#### Brief
In the listing below, report how many lines include the string "FromRequestParts", giving only that number.

#### Task data
______

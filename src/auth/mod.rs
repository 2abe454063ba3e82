/*!
 * # Actor identity
 *
 * The service does not authenticate anyone itself. An upstream proxy resolves
 * the caller and forwards the result in two headers:
 *
 * - `x-actor-id`: the user's UUID
 * - `x-actor-role`: one of `admin`, `staff`, `viewer`
 *
 * Handlers take an [`Actor`] extractor; a missing or malformed header yields
 * `401 Unauthorized`. The role is evaluated as given on every call and is never
 * stored alongside ledger records.
 */

pub mod policy;

use crate::errors::ServiceError;
use axum::{extract::FromRequestParts, http::request::Parts};
use serde::{Deserialize, Serialize};
use std::str::FromStr;
use strum::{Display, EnumString};
use utoipa::ToSchema;
use uuid::Uuid;

pub use policy::{evaluate, Decision, DenyReason};

pub const ACTOR_ID_HEADER: &str = "x-actor-id";
pub const ACTOR_ROLE_HEADER: &str = "x-actor-role";

#[derive(
    Debug, Clone, Copy, PartialEq, Eq, Hash, Serialize, Deserialize, Display, EnumString, ToSchema,
)]
#[serde(rename_all = "lowercase")]
#[strum(serialize_all = "lowercase", ascii_case_insensitive)]
pub enum Role {
    Admin,
    Staff,
    Viewer,
}

impl Role {
    /// Staff and admins may create items and record movements.
    pub fn can_write(&self) -> bool {
        matches!(self, Role::Admin | Role::Staff)
    }

    pub fn is_admin(&self) -> bool {
        matches!(self, Role::Admin)
    }
}

/// The user on whose behalf an operation runs.
#[derive(Debug, Clone, Copy, PartialEq, Eq, Serialize, Deserialize)]
pub struct Actor {
    pub user_id: Uuid,
    pub role: Role,
}

impl Actor {
    pub fn new(user_id: Uuid, role: Role) -> Self {
        Self { user_id, role }
    }

    /// Fails with `Forbidden` unless the actor may write item data.
    pub fn require_writer(&self) -> Result<(), ServiceError> {
        if self.role.can_write() {
            Ok(())
        } else {
            Err(ServiceError::Forbidden(format!(
                "role {} is read-only",
                self.role
            )))
        }
    }

    /// Fails with `Forbidden` unless the actor is an admin.
    pub fn require_admin(&self) -> Result<(), ServiceError> {
        if self.role.is_admin() {
            Ok(())
        } else {
            Err(ServiceError::Forbidden(format!(
                "role {} cannot perform admin operations",
                self.role
            )))
        }
    }

    fn from_parts(parts: &Parts) -> Result<Self, ServiceError> {
        let header = |name: &str| {
            parts
                .headers
                .get(name)
                .and_then(|v| v.to_str().ok())
                .map(str::trim)
                .filter(|v| !v.is_empty())
                .ok_or_else(|| ServiceError::Unauthorized(format!("missing {} header", name)))
        };

        let user_id = Uuid::parse_str(header(ACTOR_ID_HEADER)?).map_err(|_| {
            ServiceError::Unauthorized(format!("{} must be a UUID", ACTOR_ID_HEADER))
        })?;
        let role = Role::from_str(header(ACTOR_ROLE_HEADER)?).map_err(|_| {
            ServiceError::Unauthorized(format!(
                "{} must be one of admin, staff, viewer",
                ACTOR_ROLE_HEADER
            ))
        })?;

        Ok(Actor { user_id, role })
    }
}

#[axum::async_trait]
impl<S> FromRequestParts<S> for Actor
where
    S: Send + Sync,
{
    type Rejection = ServiceError;

    async fn from_request_parts(parts: &mut Parts, _state: &S) -> Result<Self, Self::Rejection> {
        Actor::from_parts(parts)
    }
}

#[cfg(test)]
mod tests {
    use super::*;
    use assert_matches::assert_matches;
    use axum::http::Request;

    fn parts(headers: &[(&str, &str)]) -> Parts {
        let mut builder = Request::builder().uri("/");
        for (k, v) in headers {
            builder = builder.header(*k, *v);
        }
        builder.body(()).unwrap().into_parts().0
    }

    #[test]
    fn parses_actor_from_headers() {
        let id = Uuid::new_v4();
        let p = parts(&[
            (ACTOR_ID_HEADER, &id.to_string()),
            (ACTOR_ROLE_HEADER, "Staff"),
        ]);
        let actor = Actor::from_parts(&p).unwrap();
        assert_eq!(actor, Actor::new(id, Role::Staff));
    }

    #[test]
    fn missing_or_malformed_headers_are_unauthorized() {
        let id = Uuid::new_v4().to_string();
        assert_matches!(
            Actor::from_parts(&parts(&[(ACTOR_ROLE_HEADER, "admin")])),
            Err(ServiceError::Unauthorized(_))
        );
        assert_matches!(
            Actor::from_parts(&parts(&[
                (ACTOR_ID_HEADER, "not-a-uuid"),
                (ACTOR_ROLE_HEADER, "admin")
            ])),
            Err(ServiceError::Unauthorized(_))
        );
        assert_matches!(
            Actor::from_parts(&parts(&[
                (ACTOR_ID_HEADER, id.as_str()),
                (ACTOR_ROLE_HEADER, "owner")
            ])),
            Err(ServiceError::Unauthorized(_))
        );
    }

    #[test]
    fn role_gates() {
        let viewer = Actor::new(Uuid::new_v4(), Role::Viewer);
        let staff = Actor::new(Uuid::new_v4(), Role::Staff);
        let admin = Actor::new(Uuid::new_v4(), Role::Admin);

        assert_matches!(viewer.require_writer(), Err(ServiceError::Forbidden(_)));
        assert!(staff.require_writer().is_ok());
        assert_matches!(staff.require_admin(), Err(ServiceError::Forbidden(_)));
        assert!(admin.require_admin().is_ok());
        assert_eq!(Role::Viewer.to_string(), "viewer");
    }
}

______

#### Problem solution
2